Every entry below needs to be copied exactly.
::::::
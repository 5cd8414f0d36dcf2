use crate::alert::source::AlertSource;
use crate::alert::Alert;
use crate::analysis::batch::AlertBatch;
use crate::analysis::blast_radius::classify;
use crate::analysis::cascade::group_alerts;
use crate::analysis::rules::RuleTable;
use crate::analysis::scoring::{
    rank_candidates, ConfidenceLevel, ScoringContext, ScoringStrategy, SreScorer,
};
use crate::analysis::timeline::build_timeline;
use crate::analysis::AnalysisSettings;
use crate::detect::incident::IncidentIntelligence;
use crate::detect::DetectError;
use crate::remediation::{self, Remediation};
use anyhow::{Context, Result};
use std::sync::Arc;
use tracing::{debug, info};

/// Turns alert batches into [`IncidentIntelligence`].
///
/// The engine holds only immutable configuration, so one instance can be
/// shared across tasks behind an `Arc` and every call to [`analyze`] is
/// independent.
///
/// [`analyze`]: IncidentEngine::analyze
#[derive(Clone)]
pub struct IncidentEngine {
    rules: RuleTable,
    settings: AnalysisSettings,
    strategy: Arc<dyn ScoringStrategy>,
}

impl IncidentEngine {
    pub fn new(rules: RuleTable, settings: AnalysisSettings) -> Result<Self, DetectError> {
        settings.validate()?;
        Ok(Self {
            rules,
            settings,
            strategy: Arc::new(SreScorer),
        })
    }

    /// Swap the root-cause scorer.
    pub fn with_strategy(mut self, strategy: impl ScoringStrategy + 'static) -> Self {
        self.strategy = Arc::new(strategy);
        self
    }

    pub fn rules(&self) -> &RuleTable {
        &self.rules
    }

    pub fn settings(&self) -> &AnalysisSettings {
        &self.settings
    }

    pub fn strategy_name(&self) -> &'static str {
        self.strategy.name()
    }

    /// Run the full pipeline over one batch.
    pub fn analyze(&self, alerts: Vec<Alert>) -> IncidentIntelligence {
        let batch = AlertBatch::new(alerts);

        let timeline = build_timeline(&batch, &self.rules);
        let groups = group_alerts(&batch, &self.settings);
        let ctx = ScoringContext {
            batch: &batch,
            rules: &self.rules,
            timeline: &timeline,
            groups: &groups,
            settings: &self.settings,
        };
        let mut ranked = rank_candidates(self.strategy.as_ref(), &ctx).into_iter();
        let root_cause = ranked.next();
        let alternatives: Vec<_> = ranked.take(self.settings.max_alternatives).collect();

        let blast_radius = classify(&batch, root_cause.as_ref(), &self.settings);

        let (confidence_level, remediation) = match &root_cause {
            Some(root) => (root.confidence_level(), remediation::lookup(root.resource_type)),
            None => (ConfidenceLevel::NotApplicable, Remediation::none()),
        };

        let started_at = batch.earliest();
        let ended_at = batch.latest();
        let duration_secs = batch.elapsed().num_seconds();
        let alert_count = batch.len();

        match &root_cause {
            Some(root) => info!(
                alerts = alert_count,
                groups = groups.len(),
                root_cause = %root.alert_id,
                confidence = root.confidence,
                impact = blast_radius.impact_score,
                "Incident analysis complete"
            ),
            None => info!(alerts = alert_count, "No active alerts, nothing to explain"),
        }
        debug!(
            alternatives = alternatives.len(),
            depth = blast_radius.cascade_depth,
            recovery = %blast_radius.recovery_estimate,
            "Incident details"
        );

        IncidentIntelligence {
            root_cause,
            confidence_level,
            alternatives,
            timeline,
            groups,
            blast_radius,
            remediation,
            started_at,
            ended_at,
            duration_secs,
            alert_count,
            alerts: batch.into_alerts(),
        }
    }

    /// Fetch one batch from `source` and analyze it.
    pub async fn analyze_source(&self, source: &dyn AlertSource) -> Result<IncidentIntelligence> {
        let alerts = source
            .fetch()
            .await
            .with_context(|| format!("failed to fetch alerts from {}", source.name()))?;
        info!(source = source.name(), count = alerts.len(), "Analyzing alert batch");
        Ok(self.analyze(alerts))
    }
}

impl Default for IncidentEngine {
    fn default() -> Self {
        Self {
            rules: RuleTable::builtin(),
            settings: AnalysisSettings::default(),
            strategy: Arc::new(SreScorer),
        }
    }
}

impl std::fmt::Debug for IncidentEngine {
    fn fmt(&self, f: &mut std::fmt::Formatter<'_>) -> std::fmt::Result {
        f.debug_struct("IncidentEngine")
            .field("rules", &self.rules.len())
            .field("settings", &self.settings)
            .field("strategy", &self.strategy.name())
            .finish()
    }
}

#[cfg(test)]
mod tests {
    use super::*;
    use crate::alert::source::StaticSource;
    use crate::alert::ResourceType;
    use crate::analysis::batch::AlertIdx;
    use crate::analysis::fixtures::{clear, critical, warning};

    fn cascade() -> Vec<Alert> {
        vec![
            critical("c", "h1", ResourceType::Cpu, 180),
            critical("a", "h1", ResourceType::Memory, 0),
            critical("b", "h1", ResourceType::Disk, 60),
        ]
    }

    #[test]
    fn test_cascade_end_to_end() {
        let engine = IncidentEngine::default();
        let intel = engine.analyze(cascade());

        assert!(intel.is_incident());
        let root = intel.root_cause.as_ref().unwrap();
        assert_eq!(root.alert_id, "a");
        assert_eq!(root.confidence, 100);
        assert_eq!(intel.confidence_level, ConfidenceLevel::VeryHigh);
        assert_eq!(intel.alternatives.len(), 2);
        assert_eq!(intel.timeline.len(), 3);
        assert_eq!(intel.duration_secs, 180);
        assert_eq!(intel.alert_count, 3);
        assert_eq!(intel.blast_radius.cascade_depth, 2);
        assert_eq!(intel.remediation, remediation::lookup(ResourceType::Memory));
        assert_eq!(intel.alert(AlertIdx(0)).unwrap().id, "a");
        assert!(intel.headline().contains("memory critical on h1"));
    }

    #[test]
    fn test_empty_batch_is_no_incident() {
        let intel = IncidentEngine::default().analyze(vec![]);
        assert!(!intel.is_incident());
        assert_eq!(intel.confidence_level, ConfidenceLevel::NotApplicable);
        assert!(intel.alternatives.is_empty());
        assert!(intel.timeline.is_empty());
        assert_eq!(intel.duration_secs, 0);
        assert_eq!(intel.blast_radius.unaffected.len(), 5);
        assert_eq!(intel.remediation, Remediation::none());
    }

    #[test]
    fn test_all_clear_batch_keeps_timeline() {
        let intel = IncidentEngine::default().analyze(vec![
            clear("ok1", "h1", ResourceType::Cpu, 0),
            clear("ok2", "h1", ResourceType::Disk, 30),
        ]);
        assert!(!intel.is_incident());
        assert_eq!(intel.timeline.len(), 2);
        assert_eq!(intel.headline(), "No incident: no active alerts");
    }

    #[test]
    fn test_alternatives_are_truncated() {
        let settings = AnalysisSettings {
            max_alternatives: 1,
            ..Default::default()
        };
        let engine = IncidentEngine::new(RuleTable::builtin(), settings).unwrap();
        let intel = engine.analyze(cascade());
        assert_eq!(intel.alternatives.len(), 1);
        assert_eq!(intel.alternatives[0].alert_id, "b");
    }

    #[test]
    fn test_invalid_settings_are_rejected() {
        let settings = AnalysisSettings {
            cascade_delay_secs: -1,
            ..Default::default()
        };
        assert!(IncidentEngine::new(RuleTable::builtin(), settings).is_err());
    }

    #[test]
    fn test_severity_is_highest_seen() {
        let intel = IncidentEngine::default().analyze(vec![
            warning("w", "h1", ResourceType::Cpu, 0),
            critical("c", "h2", ResourceType::Disk, 10),
        ]);
        assert_eq!(intel.severity(), crate::detect::Severity::Critical);
    }

    #[tokio::test]
    async fn test_analyze_source() {
        let engine = IncidentEngine::default();
        let source = StaticSource::new(cascade());
        let intel = engine.analyze_source(&source).await.unwrap();
        assert_eq!(intel.root_cause.unwrap().alert_id, "a");
    }
}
::::::
PROBLEM SOLUTION =
repository 5cd8414f0d36dcf2
use crate::alert::source::AlertSource;
use crate::alert::Alert;
use crate::analysis::batch::AlertBatch;
use crate::analysis::blast_radius::classify;
use crate::analysis::cascade::group_alerts;
use crate::analysis::rules::RuleTable;
use crate::analysis::scoring::{
    rank_candidates, ConfidenceLevel, ScoringContext, ScoringStrategy, SreScorer,
};
use crate::analysis::timeline::build_timeline;
use crate::analysis::AnalysisSettings;
use crate::detect::incident::IncidentIntelligence;
use crate::detect::DetectError;
use crate::remediation::{self, Remediation};
use anyhow::{Context, Result};
use std::sync::Arc;
use tracing::{debug, info};

/// Turns alert batches into [`IncidentIntelligence`].
///
/// The engine holds only immutable configuration, so one instance can be
/// shared across tasks behind an `Arc` and every call to [`analyze`] is
/// independent.
///
/// [`analyze`]: IncidentEngine::analyze
#[derive(Clone)]
pub struct IncidentEngine {
    rules: RuleTable,
    settings: AnalysisSettings,
    strategy: Arc<dyn ScoringStrategy>,
}

impl IncidentEngine {
    pub fn new(rules: RuleTable, settings: AnalysisSettings) -> Result<Self, DetectError> {
        settings.validate()?;
        Ok(Self {
            rules,
            settings,
            strategy: Arc::new(SreScorer),
        })
    }

    /// Swap the root-cause scorer.
    pub fn with_strategy(mut self, strategy: impl ScoringStrategy + 'static) -> Self {
        self.strategy = Arc::new(strategy);
        self
    }

    pub fn rules(&self) -> &RuleTable {
        &self.rules
    }

    pub fn settings(&self) -> &AnalysisSettings {
        &self.settings
    }

    pub fn strategy_name(&self) -> &'static str {
        self.strategy.name()
    }

    /// Run the full pipeline over one batch.
    pub fn analyze(&self, alerts: Vec<Alert>) -> IncidentIntelligence {
        let batch = AlertBatch::new(alerts);

        let timeline = build_timeline(&batch, &self.rules);
        let groups = group_alerts(&batch, &self.settings);
        let ctx = ScoringContext {
            batch: &batch,
            rules: &self.rules,
            timeline: &timeline,
            groups: &groups,
            settings: &self.settings,
        };
        let mut ranked = rank_candidates(self.strategy.as_ref(), &ctx).into_iter();
        let root_cause = ranked.next();
        let alternatives: Vec<_> = ranked.take(self.settings.max_alternatives).collect();

        let blast_radius = classify(&batch, root_cause.as_ref(), &self.settings);

        let (confidence_level, remediation) = match &root_cause {
            Some(root) => (root.confidence_level(), remediation::lookup(root.resource_type)),
            None => (ConfidenceLevel::NotApplicable, Remediation::none()),
        };

        let started_at = batch.earliest();
        let ended_at = batch.latest();
        let duration_secs = batch.elapsed().num_seconds();
        let alert_count = batch.len();

        match &root_cause {
            Some(root) => info!(
                alerts = alert_count,
                groups = groups.len(),
                root_cause = %root.alert_id,
                confidence = root.confidence,
                impact = blast_radius.impact_score,
                "Incident analysis complete"
            ),
            None => info!(alerts = alert_count, "No active alerts, nothing to explain"),
        }
        debug!(
            alternatives = alternatives.len(),
            depth = blast_radius.cascade_depth,
            recovery = %blast_radius.recovery_estimate,
            "Incident details"
        );

        IncidentIntelligence {
            root_cause,
            confidence_level,
            alternatives,
            timeline,
            groups,
            blast_radius,
            remediation,
            started_at,
            ended_at,
            duration_secs,
            alert_count,
            alerts: batch.into_alerts(),
        }
    }

    /// Fetch one batch from `source` and analyze it.
    pub async fn analyze_source(&self, source: &dyn AlertSource) -> Result<IncidentIntelligence> {
        let alerts = source
            .fetch()
            .await
            .with_context(|| format!("failed to fetch alerts from {}", source.name()))?;
        info!(source = source.name(), count = alerts.len(), "Analyzing alert batch");
        Ok(self.analyze(alerts))
    }
}

impl Default for IncidentEngine {
    fn default() -> Self {
        Self {
            rules: RuleTable::builtin(),
            settings: AnalysisSettings::default(),
            strategy: Arc::new(SreScorer),
        }
    }
}

impl std::fmt::Debug for IncidentEngine {
    fn fmt(&self, f: &mut std::fmt::Formatter<'_>) -> std::fmt::Result {
        f.debug_struct("IncidentEngine")
            .field("rules", &self.rules.len())
            .field("settings", &self.settings)
            .field("strategy", &self.strategy.name())
            .finish()
    }
}

#[cfg(test)]
mod tests {
    use super::*;
    use crate::alert::source::StaticSource;
    use crate::alert::ResourceType;
    use crate::analysis::batch::AlertIdx;
    use crate::analysis::fixtures::{clear, critical, warning};

    fn cascade() -> Vec<Alert> {
        vec![
            critical("c", "h1", ResourceType::Cpu, 180),
            critical("a", "h1", ResourceType::Memory, 0),
            critical("b", "h1", ResourceType::Disk, 60),
        ]
    }

    #[test]
    fn test_cascade_end_to_end() {
        let engine = IncidentEngine::default();
        let intel = engine.analyze(cascade());

        assert!(intel.is_incident());
        let root = intel.root_cause.as_ref().unwrap();
        assert_eq!(root.alert_id, "a");
        assert_eq!(root.confidence, 100);
        assert_eq!(intel.confidence_level, ConfidenceLevel::VeryHigh);
        assert_eq!(intel.alternatives.len(), 2);
        assert_eq!(intel.timeline.len(), 3);
        assert_eq!(intel.duration_secs, 180);
        assert_eq!(intel.alert_count, 3);
        assert_eq!(intel.blast_radius.cascade_depth, 2);
        assert_eq!(intel.remediation, remediation::lookup(ResourceType::Memory));
        assert_eq!(intel.alert(AlertIdx(0)).unwrap().id, "a");
        assert!(intel.headline().contains("memory critical on h1"));
    }

    #[test]
    fn test_empty_batch_is_no_incident() {
        let intel = IncidentEngine::default().analyze(vec![]);
        assert!(!intel.is_incident());
        assert_eq!(intel.confidence_level, ConfidenceLevel::NotApplicable);
        assert!(intel.alternatives.is_empty());
        assert!(intel.timeline.is_empty());
        assert_eq!(intel.duration_secs, 0);
        assert_eq!(intel.blast_radius.unaffected.len(), 5);
        assert_eq!(intel.remediation, Remediation::none());
    }

    #[test]
    fn test_all_clear_batch_keeps_timeline() {
        let intel = IncidentEngine::default().analyze(vec![
            clear("ok1", "h1", ResourceType::Cpu, 0),
            clear("ok2", "h1", ResourceType::Disk, 30),
        ]);
        assert!(!intel.is_incident());
        assert_eq!(intel.timeline.len(), 2);
        assert_eq!(intel.headline(), "No incident: no active alerts");
    }

    #[test]
    fn test_alternatives_are_truncated() {
        let settings = AnalysisSettings {
            max_alternatives: 1,
            ..Default::default()
        };
        let engine = IncidentEngine::new(RuleTable::builtin(), settings).unwrap();
        let intel = engine.analyze(cascade());
        assert_eq!(intel.alternatives.len(), 1);
        assert_eq!(intel.alternatives[0].alert_id, "b");
    }

    #[test]
    fn test_invalid_settings_are_rejected() {
        let settings = AnalysisSettings {
            cascade_delay_secs: -1,
            ..Default::default()
        };
        assert!(IncidentEngine::new(RuleTable::builtin(), settings).is_err());
    }

    #[test]
    fn test_severity_is_highest_seen() {
        let intel = IncidentEngine::default().analyze(vec![
            warning("w", "h1", ResourceType::Cpu, 0),
            critical("c", "h2", ResourceType::Disk, 10),
        ]);
        assert_eq!(intel.severity(), crate::detect::Severity::Critical);
    }

    #[tokio::test]
    async fn test_analyze_source() {
        let engine = IncidentEngine::default();
        let source = StaticSource::new(cascade());
        let intel = engine.analyze_source(&source).await.unwrap();
        assert_eq!(intel.root_cause.unwrap().alert_id, "a");
    }
}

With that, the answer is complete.